Build a Personal Knowledge Base Assistant

This tutorial walks you through building a personal knowledge base assistant from zero to one. The goal is not to stack frameworks. The goal is to understand the full RAG application flow from a user question to a grounded answer.

By the end, you should be able to explain how documents enter the system, why chunking is necessary, what embeddings and retrieval do, how prompts constrain the model to answer from evidence, how source citations work, and how evaluation helps you improve the system over time.

Final Result

After a user uploads or stores Markdown files, PDFs, or web notes, they can ask:

In my 30-day AI learning plan, what should I do in week 2?

The system returns:

Week 2 should focus on RAG basics, including reading the RAG docs, preparing test documents, implementing chunking, retrieval, a minimal RAG flow, source citations, and 20 evaluation questions.

Sources:
- 30-day-plan.md / Week 2

Recommended Stack

Module	Recommendation
Language	Python
API service	FastAPI
Local storage	SQLite
Vector search	Start with in-memory or SQLite, then move to pgvector/Qdrant
Document format	Support Markdown first, then PDF
Evaluation	CSV/JSON + a simple scoring script

Overall Architecture

User question
  -> Backend API
  -> Query rewrite
  -> Retrieve relevant chunks
  -> Build prompt
  -> Call model
  -> Parse answer and citations
  -> Log result and feedback

Offline indexing flow:

Document ingest
  -> Document parsing
  -> Text cleanup
  -> Chunking
  -> Generate embeddings
  -> Store chunks + metadata + vectors

Step 1: Make a Minimal Chat Call

Do not start with a knowledge base. First verify that your model API call works. You should be able to store the API key in an environment variable, send a user question, print the model answer, and record latency and errors.

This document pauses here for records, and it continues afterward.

#[cfg(test)]
mod tests {
    use super::*;

    /// chain of 4: `a` 2 bits RW on nets `a.q`, `b` 2 bits RWS on nets `b.q` (inverted)
    fn tree() -> (ScanTree, NodeId) {
        let mut t = ScanTree::new("sys");
        let chip = t.create_chip("chip", 4, "").unwrap();
        let root = t.root();
        t.add_child(root, Some(chip));
        let chain = t.create_chain("c", "01", 4, "").unwrap();
        t.add_child(chip, Some(chain));
        let a = t.create_subchain("a", 2, "");
        let b = t.create_subchain("b", 2, "");
        t.add_child(chain, Some(a));
        t.add_child(chain, Some(b));
        t.set_policy(a, "RW".parse().unwrap());
        t.set_policy(b, "RWS".parse().unwrap());
        t.set_data_net(a, 0, Some(DataNet::new("a.q"))).unwrap();
        let mut inverted = DataNet::new("b.q");
        inverted.inverted = true;
        t.set_data_net(b, 0, Some(inverted)).unwrap();
        (t, chain)
    }

    fn configured(model: NetlistModel) -> BypassTester<NetlistModel> {
        let mut tester = BypassTester::new(model);
        tester.configure(1.0, 1000).unwrap();
        tester
    }

    #[test]
    fn delay_is_half_a_period() {
        let tester = configured(NetlistModel::new());
        assert_eq!(tester.delay_ns(), 500.0);
        assert!(tester.is_bypass_scanning());
    }

    #[test]
    fn write_then_read_back() {
        let (mut t, chain) = tree();
        t.bits_mut(chain).unwrap().in_bits.put_str(0, "1001").unwrap();
        let mut tester = configured(NetlistModel::new());
        let out = tester.shift(&t, chain, false, true, Severity::Fatal).unwrap();
        assert!(out.write_mismatches.is_empty());
        assert_eq!(tester.model.node_state("a.q[0]").unwrap(), NodeState::High);
        assert_eq!(tester.model.node_state("b.q[1]").unwrap(), NodeState::Low);
        assert!(!tester.model.is_forced("a.q[0]"));
        assert_eq!(tester.model.simulation_time_ns(), 2000.0);

        t.bits_mut(chain).unwrap().in_bits.put_str(0, "0000").unwrap();
        let out = tester.shift(&t, chain, true, false, Severity::Fatal).unwrap();
        assert_eq!(out.out_bits.state(), "1001");
    }

    #[test]
    fn stuck_net_is_a_write_mismatch() {
        let (mut t, chain) = tree();
        t.bits_mut(chain).unwrap().in_bits.put_str(0, "0100").unwrap();
        let mut model = NetlistModel::new();
        model.stick("a.q[1]", NodeState::Low);
        let mut tester = configured(model);
        let out = tester.shift(&t, chain, false, true, Severity::Fatal).unwrap();
        assert_eq!(out.write_mismatches.len(), 1);
        assert!(out.write_mismatches[0].contains("a.q[1]"));
    }

    #[test]
    fn unreadable_bits_fall_back() {
        let (mut t, chain) = tree();
        let a = t.find(chain, "a").unwrap();
        t.set_readable(a, false);
        {
            let bits = t.bits_mut(chain).unwrap();
            bits.in_bits.put_str(0, "1111").unwrap();
            bits.out_bits.put_str(0, "01XX").unwrap();
        }
        let mut model = NetlistModel::new();
        model.set_net("b.q[0]", NodeState::Undefined);
        let mut tester = configured(model);
        let out = tester.shift(&t, chain, true, false, Severity::Fatal).unwrap();
        // `a` unchanged, `b[0]` undefined and `b[1]` missing: both take the in-bit
        assert_eq!(out.out_bits.state(), "0111");
    }

    #[test]
    fn optimized_access_trusts_shadow_state() {
        let (mut t, chain) = tree();
        {
            let bits = t.bits_mut(chain).unwrap();
            bits.in_bits.put_str(0, "0011").unwrap();
            bits.shadow_state.put_str(0, "XX10").unwrap();
        }
        let mut model = NetlistModel::new();
        model.set_optimized_direct_reads_writes(true);
        let mut tester = configured(model);
        let written = tester.write_direct(&t, chain).unwrap();
        // b[0] already holds the wanted shadow value
        assert_eq!(written.state(), "1101");
        assert!(tester.model.node_state("b.q[0]").is_err());

        let read = tester.read_direct(&t, chain).unwrap();
        assert_eq!(read.state(), "0010");
    }

    #[test]
    fn no_read_copies_expectation() {
        let (mut t, chain) = tree();
        t.bits_mut(chain).unwrap().out_bits_expected.put_str(0, "1X01").unwrap();
        let mut tester = configured(NetlistModel::new());
        let out = tester.shift(&t, chain, false, false, Severity::Fatal).unwrap();
        assert_eq!(out.out_bits.state(), "1X01");
        assert!(tester.set_logic_output(0, true).is_err());
    }

    #[test]
    fn bus_helpers() {
        let mut model = NetlistModel::new();
        let bus = ["d[0]", "d[1]", "d[2]"];
        model.set_bus_state(&bus, &"101".parse().unwrap()).unwrap();
        model.set_net("d[1]", NodeState::Undefined);
        assert_eq!(model.bus_state(&bus, "d").unwrap().state(), "1X1");
        assert!(model.set_bus_state(&bus, &"10".parse().unwrap()).is_err());
    }
}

The API key is not hardcoded
Failures show useful error messages
Outputs can be logged

Step 2: Read a Local Document

Start with Markdown files. Read a file, then put its content and the user question into the prompt.

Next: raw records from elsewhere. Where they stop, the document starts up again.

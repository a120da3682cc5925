//! A fixed-length bit vector where every bit is either `0`, `1`, or unknown.
//!
//! Bit zero is the LAST bit scanned into a scan chain, so bit and character indices match the
//! position of the corresponding element along the chain's scan-in path, and strings read left to
//! right in the order elements appear in schematics.  Unknown bits print as `X`.
//!
//! Single-bit accessors panic on an out-of-range index, the way slice indexing does.  Bulk copies
//! between vectors return `Err` instead, since their offsets are usually computed from chain
//! lengths at run time.
use alloc::format;
use alloc::string::String;
use core::fmt;
use core::ops::Range;
use core::str::FromStr;

use bitvec::prelude::*;

use crate::error::{Error, Result};

#[derive(Clone, Debug)]
pub struct BitVector {
    name: String,
    // Invalid bits are always stored as 0 here so whole-vector comparisons stay cheap.
    bits: BitVec,
    valid: BitVec,
}

impl BitVector {
    /// Create a vector of `len` bits, all unknown.
    pub fn new(len: usize, name: &str) -> Self {
        Self {
            name: String::from(name),
            bits: BitVec::repeat(false, len),
            valid: BitVec::repeat(false, len),
        }
    }

    /// Create a vector of `len` bits, all valid and cleared.
    pub fn zeros(len: usize, name: &str) -> Self {
        Self {
            name: String::from(name),
            bits: BitVec::repeat(false, len),
            valid: BitVec::repeat(true, len),
        }
    }

    /// Parse a string of `0`, `1` and `X` (or `-`) characters.
    pub fn from_str_named(state: &str, name: &str) -> Result<Self> {
        let mut v = Self::new(state.chars().count(), name);
        v.put_str(0, state)?;
        Ok(v)
    }

    /// Right-justified, big-endian integer view: bit `len-1` receives the LSB of `value`.
    pub fn from_u64(len: usize, mut value: u64, name: &str) -> Self {
        let mut v = Self::zeros(len, name);
        for ind in (0..len).rev() {
            v.bits.set(ind, value & 1 == 1);
            value >>= 1;
        }
        v
    }

    pub fn len(&self) -> usize {
        self.bits.len()
    }

    pub fn is_empty(&self) -> bool {
        self.bits.is_empty()
    }

    pub fn name(&self) -> &str {
        &self.name
    }

    pub fn set_name(&mut self, name: &str) {
        self.name = String::from(name);
    }

    fn check_index(&self, index: usize) {
        assert!(
            index < self.len(),
            "bit index {} outside allowed range 0..{} in bit vector '{}'",
            index,
            self.len(),
            self.name
        );
    }

    fn check_range(&self, from: usize, nbits: usize) -> Result<()> {
        if from + nbits > self.len() {
            return Err(Error::IndexOutOfRange {
                name: self.name.clone(),
                index: from + nbits - 1,
                len: self.len(),
            });
        }
        Ok(())
    }

    /// Read a bit.
    ///
    /// # Panics
    /// If `index` is out of range or the bit is unknown.
    pub fn get(&self, index: usize) -> bool {
        match self.try_get(index) {
            Ok(v) => v,
            Err(e) => panic!("{}", e),
        }
    }

    /// Read a bit, returning an error for an out-of-range index or an unknown bit.
    pub fn try_get(&self, index: usize) -> Result<bool> {
        if index >= self.len() {
            return Err(Error::IndexOutOfRange {
                name: self.name.clone(),
                index,
                len: self.len(),
            });
        }
        if !self.valid[index] {
            return Err(Error::InvalidBit {
                name: self.name.clone(),
                index,
                state: self.state(),
            });
        }
        Ok(self.bits[index])
    }

    /// The bit's value, or `None` if it is unknown.
    pub fn value(&self, index: usize) -> Option<bool> {
        self.check_index(index);
        if self.valid[index] {
            Some(self.bits[index])
        } else {
            None
        }
    }

    pub fn is_valid(&self, index: usize) -> bool {
        self.check_index(index);
        self.valid[index]
    }

    pub fn set(&mut self, index: usize, value: bool) {
        self.check_index(index);
        self.bits.set(index, value);
        self.valid.set(index, true);
    }

    pub fn clear(&mut self, index: usize) {
        self.set(index, false);
    }

    /// Mark a bit as unknown.
    pub fn invalidate(&mut self, index: usize) {
        self.check_index(index);
        self.bits.set(index, false);
        self.valid.set(index, false);
    }

    pub fn invalidate_all(&mut self) {
        self.bits.fill(false);
        self.valid.fill(false);
    }

    /// Set every bit in `range` to `value`.
    pub fn set_range(&mut self, range: Range<usize>, value: bool) {
        assert!(
            range.start <= range.end && range.end <= self.len(),
            "range {:?} outside bit vector '{}' of length {}",
            range,
            self.name,
            self.len()
        );
        self.bits[range.clone()].fill(value);
        self.valid[range].fill(true);
    }

    pub fn flip(&mut self, index: usize) {
        self.flip_range(index..index + 1);
    }

    /// Invert every known bit in `range`.  Unknown bits stay unknown.
    pub fn flip_range(&mut self, range: Range<usize>) {
        assert!(
            range.start <= range.end && range.end <= self.len(),
            "range {:?} outside bit vector '{}' of length {}",
            range,
            self.name,
            self.len()
        );
        for ind in range {
            if self.valid[ind] {
                let v = self.bits[ind];
                self.bits.set(ind, !v);
            }
        }
    }

    /// Copy the values of `source` to `offset..`.  Every bit of `source` must be known.
    pub fn put(&mut self, offset: usize, source: &BitVector) -> Result<()> {
        self.check_range(offset, source.len())?;
        if let Some(ind) = source.valid.first_zero() {
            return Err(Error::InvalidBit {
                name: source.name.clone(),
                index: ind,
                state: source.state(),
            });
        }
        self.put_indiscriminate(offset, source)
    }

    /// Copy both values and validity of `source` to `offset..`.
    pub fn put_indiscriminate(&mut self, offset: usize, source: &BitVector) -> Result<()> {
        self.check_range(offset, source.len())?;
        let end = offset + source.len();
        self.bits[offset..end].copy_from_bitslice(&source.bits);
        self.valid[offset..end].copy_from_bitslice(&source.valid);
        Ok(())
    }

    /// Write a `0`/`1`/`X` string starting at `offset`.
    pub fn put_str(&mut self, offset: usize, state: &str) -> Result<()> {
        self.check_range(offset, state.chars().count())?;
        for (ind, ch) in state.chars().enumerate() {
            match ch {
                '0' => self.clear(offset + ind),
                '1' => self.set(offset + ind, true),
                'X' | 'x' | '-' => self.invalidate(offset + ind),
                other => return Err(Error::BadBitChar(other)),
            }
        }
        Ok(())
    }

    /// Copy of bits `from..from+nbits`, validity included.
    pub fn slice(&self, from: usize, nbits: usize) -> Result<BitVector> {
        self.check_range(from, nbits)?;
        Ok(BitVector {
            name: format!("bits [{}:{}] of {}", from, (from + nbits).saturating_sub(1), self.name),
            bits: self.bits[from..from + nbits].to_bitvec(),
            valid: self.valid[from..from + nbits].to_bitvec(),
        })
    }

    /// Serialize as a string of `0`, `1` and `X`.
    pub fn state(&self) -> String {
        self.bits
            .iter()
            .by_vals()
            .zip(self.valid.iter().by_vals())
            .map(|(b, v)| match (v, b) {
                (false, _) => 'X',
                (true, true) => '1',
                (true, false) => '0',
            })
            .collect()
    }

    /// Whether every bit is unknown.
    pub fn is_invalid(&self) -> bool {
        self.valid.not_any()
    }

    pub fn is_fully_valid(&self) -> bool {
        self.valid.all()
    }

    fn require_valid(&self) -> Result<()> {
        match self.valid.first_zero() {
            Some(index) => Err(Error::InvalidBit {
                name: self.name.clone(),
                index,
                state: self.state(),
            }),
            None => Ok(()),
        }
    }

    /// Number of set bits.  Only defined on a fully-known vector.
    pub fn cardinality(&self) -> Result<usize> {
        self.require_valid()?;
        Ok(self.bits.count_ones())
    }

    /// Whether every bit is `0`.  Only defined on a fully-known vector.
    pub fn is_zero(&self) -> Result<bool> {
        self.require_valid()?;
        Ok(self.bits.not_any())
    }

    /// Big-endian integer value, truncating high-order bits beyond 64.
    pub fn to_u64(&self) -> Result<u64> {
        self.require_valid()?;
        Ok(self
            .bits
            .iter()
            .by_vals()
            .fold(0u64, |acc, b| (acc << 1) | b as u64))
    }

    /// Complement of every known bit.
    pub fn not(&self) -> BitVector {
        let mut r = self.clone();
        r.flip_range(0..r.len());
        r
    }

    /// Concatenation, with `other` on the right.
    pub fn cat(&self, other: &BitVector) -> BitVector {
        let mut bits = self.bits.clone();
        bits.extend_from_bitslice(&other.bits);
        let mut valid = self.valid.clone();
        valid.extend_from_bitslice(&other.valid);
        BitVector {
            name: String::from("cat"),
            bits,
            valid,
        }
    }

    pub fn bit_reverse(&self) -> BitVector {
        let mut r = self.clone();
        r.bits.reverse();
        r.valid.reverse();
        r
    }
}

impl PartialEq for BitVector {
    fn eq(&self, other: &Self) -> bool {
        self.valid == other.valid && self.bits == other.bits
    }
}

impl Eq for BitVector {}

impl FromStr for BitVector {
    type Err = Error;

    fn from_str(s: &str) -> Result<Self> {
        BitVector::from_str_named(s, "unnamed")
    }
}

impl fmt::Display for BitVector {
    fn fmt(&self, f: &mut fmt::Formatter<'_>) -> fmt::Result {
        write!(f, "{}: {}", self.name, self.state())
    }
}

You are a personal knowledge base assistant. Answer only from the material below.

Material:
{document_text}

User question:
{question}

If the material does not contain the answer, say "I could not find the answer in the provided material."

This step will quickly run into context length limits, so you should not keep sending the entire document to the model.

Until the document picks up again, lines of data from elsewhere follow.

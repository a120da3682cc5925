//! A software model of daisy-chained TAP controllers, usable anywhere a `Cable` is.
//!
//! Each modeled chip has a real instruction register that captures `0...01`, latches on
//! Update-IR and returns to BYPASS on reset.  Data registers are selected by the latched
//! opcode with its enable bits ignored; an unknown opcode selects the 1-bit bypass register.
//! The first chip added sits nearest TDI.
use alloc::format;
use alloc::string::String;
use alloc::vec::Vec;

use bitvec::prelude::*;

use crate::cable::Cable;
use crate::error::{Error, Result};
use crate::statemachine::JtagState;
use crate::taps::{is_bypass_opcode, pad_opcode};
use crate::tree::ScanTree;

/// A data register of a simulated chip.
#[derive(Clone, Debug, PartialEq, Eq)]
pub enum SimRegister {
    /// A shift register of storage elements; index 0 nearest TDI.
    Storage(BitVec),
    /// No storage: TDO is the complement of TDI while selected.
    InvertingLoopback,
}

impl SimRegister {
    /// A storage register of `len` elements, all cleared.
    pub fn storage(len: usize) -> Self {
        SimRegister::Storage(BitVec::repeat(false, len))
    }

    fn shift(&mut self, tdi: bool) -> bool {
        match self {
            SimRegister::Storage(bits) => match bits.pop() {
                Some(out) => {
                    bits.insert(0, tdi);
                    out
                }
                None => tdi,
            },
            SimRegister::InvertingLoopback => !tdi,
        }
    }
}

struct SimChip {
    ir_length: usize,
    ir: BitVec,
    /// Latched instruction as a padded `0`/`1` string.
    instruction: String,
    registers: Vec<SimRegister>,
    /// Opcode (enables cleared) to register index.
    opcodes: Vec<(String, usize)>,
    bypass: bool,
}

impl SimChip {
    fn new(ir_length: usize) -> Self {
        Self {
            ir_length,
            ir: BitVec::repeat(false, ir_length),
            instruction: "1".repeat(ir_length),
            registers: Vec::new(),
            opcodes: Vec::new(),
            bypass: false,
        }
    }

    fn reset(&mut self) {
        self.instruction = "1".repeat(self.ir_length);
    }

    fn selected(&self) -> Option<usize> {
        let key: String = self
            .instruction
            .chars()
            .enumerate()
            .map(|(i, c)| if i < 2 { '0' } else { c })
            .collect();
        if is_bypass_opcode(&key) {
            return None;
        }
        self.opcodes
            .iter()
            .find(|(opcode, _)| *opcode == key)
            .map(|(_, reg)| *reg)
    }

    fn capture_ir(&mut self) {
        self.ir.fill(false);
        let n = self.ir.len();
        if n > 0 {
            self.ir.set(n - 1, true);
        }
    }

    fn capture_dr(&mut self) {
        if self.selected().is_none() {
            self.bypass = false;
        }
    }

    fn update_ir(&mut self) {
        self.instruction = self.ir.iter().by_vals().map(|b| if b { '1' } else { '0' }).collect();
    }

    fn shift_ir(&mut self, tdi: bool) -> bool {
        match self.ir.pop() {
            Some(out) => {
                self.ir.insert(0, tdi);
                out
            }
            None => tdi,
        }
    }

    fn shift_dr(&mut self, tdi: bool) -> bool {
        match self.selected() {
            Some(reg) => self.registers[reg].shift(tdi),
            None => core::mem::replace(&mut self.bypass, tdi),
        }
    }
}

pub struct SimulatedChain {
    chips: Vec<SimChip>,
    state: JtagState,
    invert_scan_out: bool,
    clocks: u64,
    trst_pulses: usize,
    frequency_khz: u32,
    tap_volts: f32,
}

impl Default for SimulatedChain {
    fn default() -> Self {
        Self::new()
    }
}

impl SimulatedChain {
    /// An empty chain: TDO follows TDI.
    pub fn new() -> Self {
        Self {
            chips: Vec::new(),
            state: JtagState::Reset,
            invert_scan_out: false,
            clocks: 0,
            trst_pulses: 0,
            frequency_khz: 0,
            tap_volts: 0.0,
        }
    }

    /// Model every chip of `tree` with a storage register per chain.  Duplicate chains address
    /// their original's register; chains with the bypass opcode use the bypass register.
    pub fn from_tree(tree: &ScanTree) -> Result<Self> {
        let mut sim = Self::new();
        for chip in tree.chips() {
            let ir_length = tree.ir_length(chip)?;
            let index = sim.add_chip(ir_length);
            for chain in tree.chains(chip) {
                let opcode = tree.opcode(chain)?;
                if is_bypass_opcode(&pad_opcode(opcode, ir_length, false, false)?) {
                    continue;
                }
                match tree.original_of(chain)? {
                    Some(original) => sim.add_alias(index, opcode, tree.opcode(original)?)?,
                    None => sim.add_register(
                        index,
                        opcode,
                        SimRegister::storage(tree.node(chain).length()),
                    )?,
                }
            }
        }
        Ok(sim)
    }

    /// Append a chip on the TDO side; returns its index.
    pub fn add_chip(&mut self, ir_length: usize) -> usize {
        self.chips.push(SimChip::new(ir_length));
        self.chips.len() - 1
    }

    fn chip(&self, chip: usize) -> Result<&SimChip> {
        self.chips
            .get(chip)
            .ok_or_else(|| Error::Config(format!("no simulated chip {}", chip)))
    }

    fn chip_mut(&mut self, chip: usize) -> Result<&mut SimChip> {
        self.chips
            .get_mut(chip)
            .ok_or_else(|| Error::Config(format!("no simulated chip {}", chip)))
    }

    fn key(&self, chip: usize, opcode: &str) -> Result<String> {
        pad_opcode(opcode, self.chip(chip)?.ir_length, false, false)
    }

    pub fn add_register(&mut self, chip: usize, opcode: &str, reg: SimRegister) -> Result<()> {
        let key = self.key(chip, opcode)?;
        let c = self.chip_mut(chip)?;
        if c.opcodes.iter().any(|(o, _)| *o == key) {
            return Err(Error::Config(format!(
                "simulated chip {} already has a register at opcode {}",
                chip, opcode
            )));
        }
        c.registers.push(reg);
        let index = c.registers.len() - 1;
        c.opcodes.push((key, index));
        Ok(())
    }

    /// Make `opcode` select the register already at `existing`.
    pub fn add_alias(&mut self, chip: usize, opcode: &str, existing: &str) -> Result<()> {
        let key = self.key(chip, opcode)?;
        let existing_key = self.key(chip, existing)?;
        let c = self.chip_mut(chip)?;
        let index = c
            .opcodes
            .iter()
            .find(|(o, _)| *o == existing_key)
            .map(|(_, r)| *r)
            .ok_or_else(|| Error::Config(format!("no register at opcode {}", existing)))?;
        c.opcodes.push((key, index));
        Ok(())
    }

    /// Replace the register selected by `opcode`.
    pub fn set_register(&mut self, chip: usize, opcode: &str, reg: SimRegister) -> Result<()> {
        let key = self.key(chip, opcode)?;
        let c = self.chip_mut(chip)?;
        match c.opcodes.iter().find(|(o, _)| *o == key).map(|(_, r)| *r) {
            Some(index) => {
                c.registers[index] = reg;
                Ok(())
            }
            None => Err(Error::Config(format!("no register at opcode {}", opcode))),
        }
    }

    /// Contents of a storage register as a `0`/`1` string, index 0 nearest TDI.
    pub fn register_state(&self, chip: usize, opcode: &str) -> Result<Option<String>> {
        let key = self.key(chip, opcode)?;
        let c = self.chip(chip)?;
        Ok(c
            .opcodes
            .iter()
            .find(|(o, _)| *o == key)
            .and_then(|(_, r)| match &c.registers[*r] {
                SimRegister::Storage(bits) => Some(
                    bits.iter()
                        .by_vals()
                        .map(|b| if b { '1' } else { '0' })
                        .collect(),
                ),
                SimRegister::InvertingLoopback => None,
            }))
    }

    /// Latched instruction of a chip, enables included.
    pub fn instruction(&self, chip: usize) -> Result<&str> {
        Ok(&self.chip(chip)?.instruction)
    }

    /// Electrically invert TDO.
    pub fn set_scan_out_inverted(&mut self, inverted: bool) {
        self.invert_scan_out = inverted;
    }

    pub fn tap_state(&self) -> JtagState {
        self.state
    }

    pub fn clock_count(&self) -> u64 {
        self.clocks
    }

    pub fn trst_pulses(&self) -> usize {
        self.trst_pulses
    }

    pub fn frequency_khz(&self) -> u32 {
        self.frequency_khz
    }

    pub fn tap_volts(&self) -> f32 {
        self.tap_volts
    }

    fn reset(&mut self) {
        self.state = JtagState::Reset;
        for chip in &mut self.chips {
            chip.reset();
        }
    }

    /// One TCK: shift if in a shift state, then move to the next state.
    fn clock(&mut self, tms: bool, tdi: bool) -> bool {
        self.clocks += 1;
        let mut bit = tdi;
        match self.state {
            JtagState::ShiftIR => {
                for chip in &mut self.chips {
                    bit = chip.shift_ir(bit);
                }
            }
            JtagState::ShiftDR => {
                for chip in &mut self.chips {
                    bit = chip.shift_dr(bit);
                }
            }
            _ => {}
        }

        self.state = self.state.next(tms);
        match self.state {
            JtagState::Reset => self.reset(),
            JtagState::CaptureIR => self.chips.iter_mut().for_each(SimChip::capture_ir),
            JtagState::CaptureDR => self.chips.iter_mut().for_each(SimChip::capture_dr),
            JtagState::UpdateIR => self.chips.iter_mut().for_each(SimChip::update_ir),
            _ => {}
        }
        bit ^ self.invert_scan_out
    }
}

impl Cable for SimulatedChain {
    fn change_mode(&mut self, tms: &[usize], tdi: bool) -> Result<()> {
        for t in tms {
            self.clock(*t != 0, tdi);
        }
        Ok(())
    }

    fn read_write_data(&mut self, data: &BitSlice, exit_after: bool) -> Result<BitVec> {
        let last = data.len().saturating_sub(1);
        Ok(data
            .iter()
            .by_vals()
            .enumerate()
            .map(|(i, tdi)| self.clock(exit_after && i == last, tdi))
            .collect())
    }

    fn pulse_trst(&mut self) -> Result<()> {
        self.trst_pulses += 1;
        self.reset();
        Ok(())
    }

    fn set_frequency(&mut self, khz: u32) -> Result<()> {
        self.frequency_khz = khz;
        Ok(())
    }

    fn set_tap_voltage(&mut self, volts: f32) -> Result<()> {
        self.tap_volts = volts;
        Ok(())
    }
}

Step 3: Implement Chunking

A chunk is a smaller section of a document. Beginners can start with a simple strategy:

Split Markdown by headings when possible
Keep each chunk around 500 to 1,000 Chinese characters, or roughly 300 to 700 English words
Keep a small overlap between neighboring chunks
Store title, source, section, and chunk_id for every chunk

{
  "chunk_id": "30-day-plan#week-2#001",
  "title": "30-Day Plan",
  "source": "checklists/30-day-plan.md",
  "section": "Week 2: RAG Basics",
  "text": "Day 8: Read the RAG docs..."
}

Step 4: Start with Keyword Retrieval

Before adding vector search, build a keyword retrieval version. It is not fancy, but it helps you understand the retrieval flow. Take a user question as input, match keywords against chunk text and titles, return top-k chunks, and put those chunks into the prompt.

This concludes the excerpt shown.